Today's job has been to work on the logging subsystem within the web filter. Up until now, the web filter has logged information about web accesses to a text file, and then we have a little daemon sitting there reading the text log and stuffing the data into a PostgreSQL database so that it can be searched and analysed. One of the efficiency improvements I wanted to make was to get rid of the daemon and have the web filter process talk to the database directly.

This isn't entirely straight forward. For one thing, the web filter is massively multithreaded, and the old text file system worked by each thread doing its own log writing. This wasn't going to work for a database - communication with the database will have more latency than a file, and we could end up with a massive locking overhead slowing the whole thing down. So much of the existing logging code has been reorganised so that the individual threads just add log entries to an internal queue and a single dedicated thread handles both writing the traditional text file, and talking to the database. I got all that stuff working yesterday, and it seems to be pretty good.

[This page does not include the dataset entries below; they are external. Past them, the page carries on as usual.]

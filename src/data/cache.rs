//! In-memory caches
//!
//! These caches are volatile and cleared on restart.
//! Uses Moka for high-performance concurrent caching.

use chrono::{DateTime, Utc};
use moka::future::Cache;
use serde::Serialize;
use std::sync::Arc;
use std::time::Duration;

use super::models::PostKind;

// =============================================================================
// Popular tags
// =============================================================================

/// Tag with its number of occurrences across archive posts
#[derive(Debug, Clone, PartialEq, Eq, Serialize)]
pub struct TagCount {
    pub tag: String,
    pub count: u64,
}

/// Popular tag cache (single entry, TTL bound)
///
/// Computing popular tags scans every archive post's tag list, so the
/// result is shared between requests until it expires.
pub struct PopularTagsCache {
    entries: Cache<(), Arc<Vec<TagCount>>>,
}

impl PopularTagsCache {
    /// Create new popular tags cache
    ///
    /// # Arguments
    /// * `ttl` - How long a computed ranking stays valid
    pub fn new(ttl: Duration) -> Self {
        let entries = Cache::builder().max_capacity(1).time_to_live(ttl).build();
        Self { entries }
    }

    pub async fn get(&self) -> Option<Arc<Vec<TagCount>>> {
        let result = self.entries.get(&()).await;

        use crate::metrics::{CACHE_HITS_TOTAL, CACHE_MISSES_TOTAL};
        if result.is_some() {
            CACHE_HITS_TOTAL.with_label_values(&["popular_tags"]).inc();
        } else {
            CACHE_MISSES_TOTAL.with_label_values(&["popular_tags"]).inc();
        }

        result
    }

    pub async fn insert(&self, tags: Vec<TagCount>) -> Arc<Vec<TagCount>> {
        let tags = Arc::new(tags);
        self.entries.insert((), tags.clone()).await;
        tags
    }

    /// Drop the cached ranking (after a publish or edit)
    pub async fn invalidate(&self) {
        self.entries.invalidate(&()).await;
    }
}

// =============================================================================
// Recent activity
// =============================================================================

/// Maximum activities kept per user
pub const MAX_ACTIVITIES: usize = 10;

#[derive(Debug, Clone, Copy, PartialEq, Eq, Serialize)]
#[serde(rename_all = "snake_case")]
pub enum ActivityKind {
    ViewPost,
    Search,
    Browse,
}

impl ActivityKind {
    pub fn as_str(&self) -> &'static str {
        match self {
            Self::ViewPost => "view_post",
            Self::Search => "search",
            Self::Browse => "browse",
        }
    }
}

/// One entry of a user's recent activity list
#[derive(Debug, Clone, Serialize)]
pub struct Activity {
    /// De-duplication key
    pub id: String,
    #[serde(rename = "type")]
    pub kind: ActivityKind,
    pub title: String,
    pub url: String,
    #[serde(skip_serializing_if = "Option::is_none")]
    pub post_type: Option<PostKind>,
    #[serde(skip_serializing_if = "Option::is_none")]
    pub post_id: Option<String>,
    pub timestamp: DateTime<Utc>,
}

impl Activity {
    /// Build an activity and derive its de-duplication key
    ///
    /// Views are keyed by post, searches by normalised title and browse
    /// events by time, so only the first two collapse.
    pub fn new(
        kind: ActivityKind,
        title: impl Into<String>,
        url: impl Into<String>,
        post: Option<(PostKind, String)>,
        timestamp: DateTime<Utc>,
    ) -> Self {
        let title = title.into();
        let id = match (&kind, &post) {
            (ActivityKind::ViewPost, Some((post_kind, post_id))) => {
                format!("view_post_{post_kind}_{post_id}")
            }
            (ActivityKind::Search, _) => format!(
                "search_{}",
                title
                    .to_lowercase()
                    .split_whitespace()
                    .collect::<Vec<_>>()
                    .join("_")
            ),
            _ => format!("{}_{}", kind.as_str(), timestamp.timestamp_millis()),
        };

        let (post_type, post_id) = match post {
            Some((post_kind, post_id)) => (Some(post_kind), Some(post_id)),
            None => (None, None),
        };

        Self {
            id,
            kind,
            title,
            url: url.into(),
            post_type,
            post_id,
            timestamp,
        }
    }
}

/// Per-user recent activity, newest first
pub struct RecentActivityCache {
    /// User ID -> activities
    activities: Cache<String, Arc<Vec<Activity>>>,
}

impl RecentActivityCache {
    pub fn new(max_users: u64, idle: Duration) -> Self {
        let activities = Cache::builder()
            .max_capacity(max_users)
            .time_to_idle(idle)
            .build();
        Self { activities }
    }

    /// Record an activity, replacing any earlier entry with the same id
    pub async fn record(&self, user_id: &str, activity: Activity) {
        let current = self.activities.get(user_id).await.unwrap_or_default();
        let mut next: Vec<Activity> = Vec::with_capacity(MAX_ACTIVITIES);
        next.extend(
            current
                .iter()
                .filter(|existing| existing.id != activity.id)
                .cloned(),
        );
        next.insert(0, activity);
        next.truncate(MAX_ACTIVITIES);
        self.activities
            .insert(user_id.to_string(), Arc::new(next))
            .await;

        use crate::metrics::CACHE_SIZE;
        CACHE_SIZE
            .with_label_values(&["recent_activity"])
            .set(self.activities.entry_count() as i64);
    }

    pub async fn list(&self, user_id: &str) -> Vec<Activity> {
        self.activities
            .get(user_id)
            .await
            .map(|list| list.as_ref().clone())
            .unwrap_or_default()
    }

    pub async fn clear(&self, user_id: &str) {
        self.activities.invalidate(user_id).await;
    }
}
//! Session tokens
//!
//! Tokens are minted by the hosted sign-in flow and carried in the
//! `session` cookie or an `Authorization: Bearer` header. This server only
//! verifies them; nothing is stored server-side.
//!
//! Format: `base64url(json payload).base64url(hmac_sha256(payload))`

use base64::{Engine as _, engine::general_purpose::URL_SAFE_NO_PAD};
use chrono::{DateTime, Duration, Utc};
use hmac::{Hmac, Mac};
use serde::{Deserialize, Serialize};
use sha2::Sha256;

use crate::data::AuthorProfile;
use crate::error::AppError;
use crate::render::format::author_name;

type HmacSha256 = Hmac<Sha256>;

/// Signed-in user
#[derive(Debug, Clone, Serialize, Deserialize)]
pub struct Session {
    pub user_id: String,
    #[serde(default)]
    pub email: Option<String>,
    #[serde(default)]
    pub display_name: Option<String>,
    #[serde(default)]
    pub full_name: Option<String>,
    pub created_at: DateTime<Utc>,
    pub expires_at: DateTime<Utc>,
}

impl Session {
    pub fn new(user_id: impl Into<String>, email: Option<String>, max_age_seconds: i64) -> Self {
        let created_at = Utc::now();
        Self {
            user_id: user_id.into(),
            email,
            display_name: None,
            full_name: None,
            created_at,
            expires_at: created_at + Duration::seconds(max_age_seconds),
        }
    }

    pub fn is_expired(&self) -> bool {
        self.expires_at < Utc::now()
    }

    /// Name shown in the page header, with the same fallbacks as authors
    pub fn display_label(&self) -> String {
        author_name(Some(&AuthorProfile {
            email: self.email.clone(),
            display_name: self.display_name.clone(),
            full_name: self.full_name.clone(),
        }))
    }
}

fn mac(secret: &str) -> Result<HmacSha256, AppError> {
    HmacSha256::new_from_slice(secret.as_bytes())
        .map_err(|e| AppError::Internal(anyhow::anyhow!("invalid session secret: {e}")))
}

/// Sign a session into a token
pub fn create_session_token(session: &Session, secret: &str) -> Result<String, AppError> {
    let payload = serde_json::to_vec(session).map_err(|e| AppError::Internal(e.into()))?;
    let payload_b64 = URL_SAFE_NO_PAD.encode(payload);

    let mut mac = mac(secret)?;
    mac.update(payload_b64.as_bytes());
    let signature_b64 = URL_SAFE_NO_PAD.encode(mac.finalize().into_bytes());

    Ok(format!("{payload_b64}.{signature_b64}"))
}

/// Verify a token and return its unexpired session
///
/// # Errors
/// `Unauthorized` for malformed, forged or expired tokens.
pub fn verify_session_token(token: &str, secret: &str) -> Result<Session, AppError> {
    let (payload_b64, signature_b64) = token
        .trim()
        .split_once('.')
        .ok_or(AppError::Unauthorized)?;

    let signature = URL_SAFE_NO_PAD
        .decode(signature_b64)
        .map_err(|_| AppError::Unauthorized)?;
    let mut mac = mac(secret)?;
    mac.update(payload_b64.as_bytes());
    mac.verify_slice(&signature).map_err(|_| {
        tracing::debug!("Session token signature mismatch");
        AppError::Unauthorized
    })?;

    let payload = URL_SAFE_NO_PAD
        .decode(payload_b64)
        .map_err(|_| AppError::Unauthorized)?;
    let session: Session =
        serde_json::from_slice(&payload).map_err(|_| AppError::Unauthorized)?;

    if session.is_expired() {
        return Err(AppError::Unauthorized);
    }
    Ok(session)
}

#[cfg(test)]
mod tests {
    use super::*;

    const SECRET: &str = "0123456789abcdef0123456789abcdef";

    #[test]
    fn token_roundtrip_and_forgery() {
        let mut session = Session::new("u1", Some("ada@example.com".to_string()), 60);
        session.display_name = Some("Ada".to_string());
        let token = create_session_token(&session, SECRET).unwrap();

        let verified = verify_session_token(&token, SECRET).unwrap();
        assert_eq!(verified.user_id, "u1");
        assert_eq!(verified.display_label(), "Ada");

        assert!(verify_session_token(&token, &"x".repeat(32)).is_err());
        assert!(verify_session_token("not-a-token", SECRET).is_err());
    }

    #[test]
    fn expired_tokens_are_rejected() {
        let session = Session::new("u1", None, -1);
        let token = create_session_token(&session, SECRET).unwrap();
        assert!(matches!(
            verify_session_token(&token, SECRET),
            Err(AppError::Unauthorized)
        ));
    }

    #[test]
    fn label_falls_back_to_email() {
        let session = Session::new("u1", Some("grace@example.com".to_string()), 60);
        assert_eq!(session.display_label(), "grace");
    }
}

A second problem, that we've previously had with the old system, is that there's a *lot* of log data going into the database - a quick check on a server at one of my busier customers shows the database is over half a terabyte. With this number of records, things can get decreasingly speedy, so we implemented database partitioning quite a long time ago to limit the amount of data in each table. This works by having a set of master tables that remain permanently empty, and then every so often creating a bunch of sub tables using PostgreSQL's inheritance system and adding check constraints on them. This massively speeds up both inserts and searches. So I've been porting the database partitioning idea to the new logging code. This has taken some thought in order to deal with a few corner cases that have caught us out before - things like when the server clock is wrong and gets changed to an earlier time, which means the new database records start failing some of the check constraints on the live tables.

Not quite got that all finished today, but there's not much left on the logging side of things so that should get done tomorrow...

So it begins...

I've decided to start writing a blog. The idea is:

Give my customers some insight into what's going on behind the scenes. Often customers only get to see the finished product, which takes a long time to appear - when we're doing major development they can get tired of being told "real soon now" with no visible sign of progress. So I'm hoping that I can provide some insight into how things are progressing when we have big product development projects going on.
Provide a platform for interesting technical discussion, both for the public and for my customers. I hope to discuss some of the technical challenges we face on a day to day basis, which may turn out to be interesting and helpful to people, and invoke feedback as to whether I'm using good approaches to solve problems.
I'd prefer comments I make to not be read as an official statement from the company. These aren't official announcements, there's no guarantee that anything I mention here will make it to market, etc.

I've chosen to make this a personal blog, rather than officially tied to my business, Opendium, because I don't want to end up talking entirely about work stuff. I'll be posting general "stuff I find interesting" stuff too.